Make sure to surround yourself with positive people, too – this will lift your mood. Finally, allowing yourself some ‘me’ time will help increase your positivity and resilience levels. Exercise such as a walk in the fresh air every day, or a lunchtime yoga session, meditation or just spending time with friends and family can all help build the neuron store in your brain.
Learn How To Lead Through Change
Mark Zuckerberg said, “In a world that’s changing quickly, the only strategy that is guaranteed to fail is not taking risks.”
He was right, too. Leadership isn’t a static undertaking. At some point in your leadership career, you will need to manage a team through a period of change.
This will require you to take risks; whether the change involves internal factors such as a new direction or reorganisation, or external changes brought about by market forces or global situations such as the pandemic we have all experienced this year.

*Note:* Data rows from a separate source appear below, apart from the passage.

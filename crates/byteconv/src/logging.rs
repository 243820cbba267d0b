//! Structured logging setup for the command-line front end.

use tracing_subscriber::{fmt, layer::SubscriberExt, util::SubscriberInitExt, EnvFilter};

#[derive(Debug, Clone, PartialEq, Eq)]
pub struct LoggingConfig {
    /// Filter directive used when `RUST_LOG` is unset.
    pub level: String,
    pub json: bool,
}

impl Default for LoggingConfig {
    fn default() -> Self {
        Self {
            level: "warn".to_string(),
            json: false,
        }
    }
}

/// Installs the global subscriber, writing to stderr so stdout stays
/// reserved for converter output. Returns `false` if one was already set.
pub fn init_logging(config: &LoggingConfig) -> bool {
    let filter =
        EnvFilter::try_from_default_env().unwrap_or_else(|_| EnvFilter::new(&config.level));

    let fmt_layer = fmt::layer().with_writer(std::io::stderr).with_target(true);

    if config.json {
        tracing_subscriber::registry()
            .with(filter)
            .with(fmt_layer.json())
            .try_init()
            .is_ok()
    } else {
        tracing_subscriber::registry()
            .with(filter)
            .with(fmt_layer)
            .try_init()
            .is_ok()
    }
}

#[cfg(test)]
mod tests {
    use super::*;

    #[test]
    fn second_init_is_refused() {
        let config = LoggingConfig::default();
        init_logging(&config);
        assert!(!init_logging(&config));
    }
}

The one constant in life is change, and how you embrace that challenge, acknowledge, and run positively with change will determine your strength as a leader.

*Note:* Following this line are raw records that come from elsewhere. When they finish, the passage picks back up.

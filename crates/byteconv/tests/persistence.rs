//! Settings and history files.

use std::fs;

use devsuite_byteconv::config::DEFAULT_HISTORY_LIMIT;
use devsuite_byteconv::{ByteConverter, ConverterConfig, History, HistoryEntry, HexCase, Settings};

#[test]
fn missing_settings_file_gives_defaults() {
    let dir = tempfile::tempdir().unwrap();
    let settings = Settings::load(&dir.path().join("nope.json")).unwrap();
    assert_eq!(settings, Settings::default());
}

#[test]
fn corrupt_settings_file_gives_defaults() {
    let dir = tempfile::tempdir().unwrap();
    let path = dir.path().join("settings.json");
    fs::write(&path, "{not json").unwrap();
    assert_eq!(Settings::load(&path).unwrap(), Settings::default());
}

#[test]
fn settings_roundtrip_through_file() {
    let dir = tempfile::tempdir().unwrap();
    let path = dir.path().join("nested").join("settings.json");
    let settings = Settings {
        hex_upper_case: false,
        history_limit: 5,
    };
    settings.save(&path).unwrap();
    assert_eq!(Settings::load(&path).unwrap(), settings);

    let raw = fs::read_to_string(&path).unwrap();
    assert!(raw.contains("\"hexUpperCase\": false"));
}

#[test]
fn browser_settings_document_loads() {
    let dir = tempfile::tempdir().unwrap();
    let path = dir.path().join("settings.json");
    fs::write(
        &path,
        r#"{"defaultTool":"numberBase","compactMode":false,"autoCopy":true,"hexUpperCase":false,"jsonIndent":2}"#,
    )
    .unwrap();
    let settings = Settings::load(&path).unwrap();
    assert!(!settings.hex_upper_case);
    assert_eq!(settings.history_limit, DEFAULT_HISTORY_LIMIT);

    let mut conv = ByteConverter::new(ConverterConfig::from(&settings));
    conv.edit_decimal("171").unwrap();
    assert_eq!(conv.views().hex_num, "ab");
    assert_eq!(conv.config().hex_case, HexCase::Lower);
}

#[test]
fn history_persists_newest_first() {
    let dir = tempfile::tempdir().unwrap();
    let path = dir.path().join("history.json");

    let mut conv = ByteConverter::default();
    let mut history = History::load(&path, 2).unwrap();
    assert!(history.is_empty());

    for text in ["a", "b", "c"] {
        conv.edit_text(text);
        history.add(conv.save_snapshot().unwrap());
    }
    history.save(&path).unwrap();

    let reloaded = History::load(&path, 2).unwrap();
    assert_eq!(reloaded, history);
    let inputs: Vec<_> = reloaded.items().iter().map(|i| i.entry.input.as_str()).collect();
    assert_eq!(inputs, ["c", "b"]);
    assert!(reloaded.items()[0].timestamp >= reloaded.items()[1].timestamp);
    assert_ne!(reloaded.items()[0].id, reloaded.items()[1].id);
}

#[test]
fn load_applies_smaller_limit() {
    let dir = tempfile::tempdir().unwrap();
    let path = dir.path().join("history.json");
    let mut history = History::new(10);
    for n in 0..6 {
        history.add(HistoryEntry::new("t", "d", n.to_string(), "o"));
    }
    history.save(&path).unwrap();
    assert_eq!(History::load(&path, 3).unwrap().len(), 3);
}

#[test]
fn corrupt_history_is_empty() {
    let dir = tempfile::tempdir().unwrap();
    let path = dir.path().join("history.json");
    fs::write(&path, "[{]").unwrap();
    let history = History::load(&path, 50).unwrap();
    assert!(history.is_empty());
    assert_eq!(history.limit(), 50);
}

#[test]
fn browser_history_document_loads() {
    let dir = tempfile::tempdir().unwrap();
    let path = dir.path().join("history.json");
    fs::write(
        &path,
        r#"[{"id":"1b4e28ba-2fa1-11d2-883f-0016d3cca427","timestamp":1700000000000,"tool":"Number Base","details":"Numeric","input":"Dec: 10","output":"Dec: 10 | Hex: A | Bin: 1010"}]"#,
    )
    .unwrap();
    let history = History::load(&path, 50).unwrap();
    assert_eq!(history.len(), 1);
    assert_eq!(history.items()[0].entry.output, "Dec: 10 | Hex: A | Bin: 1010");
    assert_eq!(history.items()[0].timestamp, 1_700_000_000_000);
}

Managed well, change can throw open new opportunities. Success relies on the ability to be agile and adapt to different circumstances. Your leadership can make all the difference to your company’s ability to do this.
Your team will, no doubt, be unsettled during times of uncertainty. Retaining a degree of calm and not allowing yourself to be overwhelmed by the situation will enable you to diffuse that calm through your team, and therefore prevent overwhelm.
Think of change as a necessary part of development, and consequently, success. Adapt and adjust to make the most of possibilities offered and turn the unknown into a positive where surprisingly new achievements can happen.
Set Your Goals
Innovating and reacting to change is part of a businesses’ growth and is a necessary part of development. So, it’s vital to deploy your strategy to manage challenges, while considering that you need a solid business plan that indicates where you are making adjustments and setting relevant goals.
As a leader, you will need to ensure everyone is on board with the strategic plan and its ultimate objective – alignment across the is key to success. And remember that the commitment of other senior managers is crucial to the process.
Tap into creativity and engage your team as part of the process to establish goals and to allow buy-in to take place. Creating a sense of purpose will also inspire your team. Instilling passion and purpose will help you develop a clear and compelling understanding of ‘why’ – the key to defining purpose.
So, ensure your objectives are:-
By establishing a collective commitment to achieving these goals, you are more likely to get the key results you seek. Setting goals in this way can also increase performance – specific objectives that are challenging, yet achievable, are more likely to inspire your team and give them something to work towards collaboratively.
Again, in challenging times, ‘pulling together’ creates a sense of camaraderie and gives a degree of autonomy to each team member. Having some control over the situation is critical in maintaining wellbeing and mental health during times of change.